Assigned task
Go through the data line by line. Copy each one holding the string "Load".

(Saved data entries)

=== Begin Enclosure ===

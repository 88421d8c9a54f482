//! Error types for solbuild
//!
//! Library errors use `thiserror`; the binary wraps them in `anyhow` at the
//! top level.

use std::path::PathBuf;
use thiserror::Error;

use crate::domain::ports::{CompilerError, FsError};

/// Result type alias for solbuild operations
pub type BuildResult<T> = Result<T, BuildError>;

/// Pipeline stage that produced an error
#[derive(Debug, Clone, Copy, PartialEq, Eq)]
pub enum Stage {
    Config,
    Reset,
    Load,
    Compile,
    Plan,
    Write,
}

impl Stage {
    pub fn as_str(self) -> &'static str {
        match self {
            Stage::Config => "config",
            Stage::Reset => "reset",
            Stage::Load => "load",
            Stage::Compile => "compile",
            Stage::Plan => "plan",
            Stage::Write => "write",
        }
    }
}

impl std::fmt::Display for Stage {
    fn fmt(&self, f: &mut std::fmt::Formatter<'_>) -> std::fmt::Result {
        f.write_str(self.as_str())
    }
}

/// Contract key could not be turned into an artifact file name
#[derive(Error, Debug, Clone, PartialEq, Eq)]
pub enum ArtifactError {
    /// Key does not have the `<qualifier>:<name>` shape, or yields an unusable file name
    #[error("malformed contract key '{key}': {reason}")]
    MalformedKey { key: String, reason: &'static str },

    /// Two distinct keys map to the same artifact file
    #[error("contract keys '{first}' and '{second}' both map to artifact '{file_name}'")]
    Collision {
        file_name: String,
        first: String,
        second: String,
    },
}

/// Main error type for solbuild operations
#[derive(Error, Debug)]
pub enum BuildError {
    /// Output directory could not be removed or recreated
    #[error("failed to reset output directory")]
    ResetOutputDir(#[source] FsError),

    /// Source file missing or unreadable
    #[error("failed to read source file")]
    ReadSource(#[source] FsError),

    /// The external compiler could not produce a result
    #[error("failed to compile {file}")]
    Compile {
        file: PathBuf,
        #[source]
        source: CompilerError,
    },

    /// Compiler result keys could not be mapped to artifact files
    #[error("failed to plan artifacts")]
    Plan(#[from] ArtifactError),

    /// Contract record could not be serialized
    #[error("failed to serialize artifact {file_name}")]
    Serialize {
        file_name: String,
        #[source]
        source: serde_json::Error,
    },

    /// Artifact could not be written
    #[error("failed to write artifact")]
    WriteArtifact(#[source] FsError),

    /// Explicitly requested config file does not exist
    #[error("config file not found: {path}")]
    ConfigNotFound { path: PathBuf },

    /// Config file is not valid TOML for the expected schema
    #[error("invalid config in {file}: {message}")]
    InvalidConfig { file: PathBuf, message: String },

    /// IO error
    #[error("IO error: {0}")]
    Io(#[from] std::io::Error),
}

impl BuildError {
    /// The pipeline stage this error aborted
    pub fn stage(&self) -> Stage {
        match self {
            BuildError::ResetOutputDir(_) => Stage::Reset,
            BuildError::ReadSource(_) => Stage::Load,
            BuildError::Compile { .. } => Stage::Compile,
            BuildError::Plan(_) => Stage::Plan,
            BuildError::Serialize { .. } | BuildError::WriteArtifact(_) => Stage::Write,
            BuildError::ConfigNotFound { .. }
            | BuildError::InvalidConfig { .. }
            | BuildError::Io(_) => Stage::Config,
        }
    }
}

=== End Enclosure ===

Exercise solution
    Load,
            Stage::Load => "load",
            BuildError::ReadSource(_) => Stage::Load,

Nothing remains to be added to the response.